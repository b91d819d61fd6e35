//! Tests for configuration and the Todoist client.

use serde_json::json;
use wiremock::matchers::{header, method, path};
use wiremock::{Mock, MockServer, ResponseTemplate};

use todoist_mcp::ClientError;
use todoist_mcp::client::TodoistClient;
use todoist_mcp::config::{Config, DEFAULT_PORT, SSE_PING_INTERVAL, api};
use todoist_mcp::models::TaskId;

// ─── Config ──────────────────────────────────────────────────────────────────

#[test]
fn test_production_defaults() {
    let config = Config::new(Some("tok".into()), None, None);
    assert_eq!(config.port, DEFAULT_PORT);
    assert_eq!(config.api_base_url, "https://api.todoist.com/rest/v2");
    assert_eq!(config.web_base_url, "https://todoist.com");
    assert_eq!(config.max_retries, api::MAX_RETRIES);
    assert_eq!(config.sse_ping_interval, SSE_PING_INTERVAL);
    assert!(config.has_todoist_token());
}

#[test]
fn test_for_testing_points_at_mock() {
    let config = Config::for_testing("http://127.0.0.1:9999");
    assert_eq!(config.api_base_url, "http://127.0.0.1:9999/rest/v2");
    assert_eq!(config.max_retries, 0);
    assert!(config.issuer_base.is_some());
}

#[test]
fn test_builders() {
    let config = Config::default()
        .with_shared_secret("s3cret")
        .with_issuer_base(Some("https://gw.example/".into()));
    assert_eq!(config.shared_secret.as_deref(), Some("s3cret"));
    assert_eq!(config.issuer_base.as_deref(), Some("https://gw.example"));

    let config = config.with_shared_secret("");
    assert!(config.shared_secret.is_none());
}

#[test]
fn test_invalid_base_url_rejected() {
    let mut config = Config::default();
    config.api_base_url = "not a url".into();
    assert!(TodoistClient::new(&config).is_err());
}

// ─── Client ──────────────────────────────────────────────────────────────────

#[tokio::test]
async fn test_list_tasks_sends_bearer_token() {
    let mock_server = MockServer::start().await;

    Mock::given(method("GET"))
        .and(path("/rest/v2/tasks"))
        .and(header("authorization", "Bearer test-todoist-token"))
        .respond_with(ResponseTemplate::new(200).set_body_json(json!([
            {"id": "1", "content": "a"},
            {"id": 2, "content": "b", "description": "two"}
        ])))
        .expect(1)
        .mount(&mock_server)
        .await;

    let client = TodoistClient::new(&Config::for_testing(&mock_server.uri())).unwrap();
    let tasks = client.list_tasks().await.unwrap();

    assert_eq!(tasks.len(), 2);
    assert_eq!(tasks[1].id.as_str(), "2");
    assert_eq!(tasks[1].text(), "two");
}

#[tokio::test]
async fn test_get_task_upstream_error() {
    let mock_server = MockServer::start().await;

    Mock::given(method("GET"))
        .and(path("/rest/v2/tasks/77"))
        .respond_with(ResponseTemplate::new(500).set_body_json(json!({"error": "boom"})))
        .mount(&mock_server)
        .await;

    let client = TodoistClient::new(&Config::for_testing(&mock_server.uri())).unwrap();
    let err = client.get_task(&TaskId::new("77")).await.unwrap_err();

    match err {
        ClientError::Upstream { status, body } => {
            assert_eq!(status, 500);
            assert_eq!(body, json!({"error": "boom"}));
        }
        other => panic!("unexpected error: {other}"),
    }
}

#[tokio::test]
async fn test_unreachable_upstream_is_transport_error() {
    let client = TodoistClient::new(&Config::for_testing("http://127.0.0.1:1")).unwrap();
    let err = client.list_tasks().await.unwrap_err();
    assert!(err.upstream_parts().is_none());
}

#[test]
fn test_task_url_uses_web_base() {
    let mut config = Config::for_testing("http://unused.localhost");
    config.web_base_url = "https://app.todoist.example".into();
    let client = TodoistClient::new(&config).unwrap();
    assert_eq!(client.task_url(&TaskId::new("abc")), "https://app.todoist.example/showTask?id=abc");
}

------------------------------------

● What you should do: Among the entries, how many lines include the word "boom"? Answer with a single number and nothing further.

● Response for this exercise: 2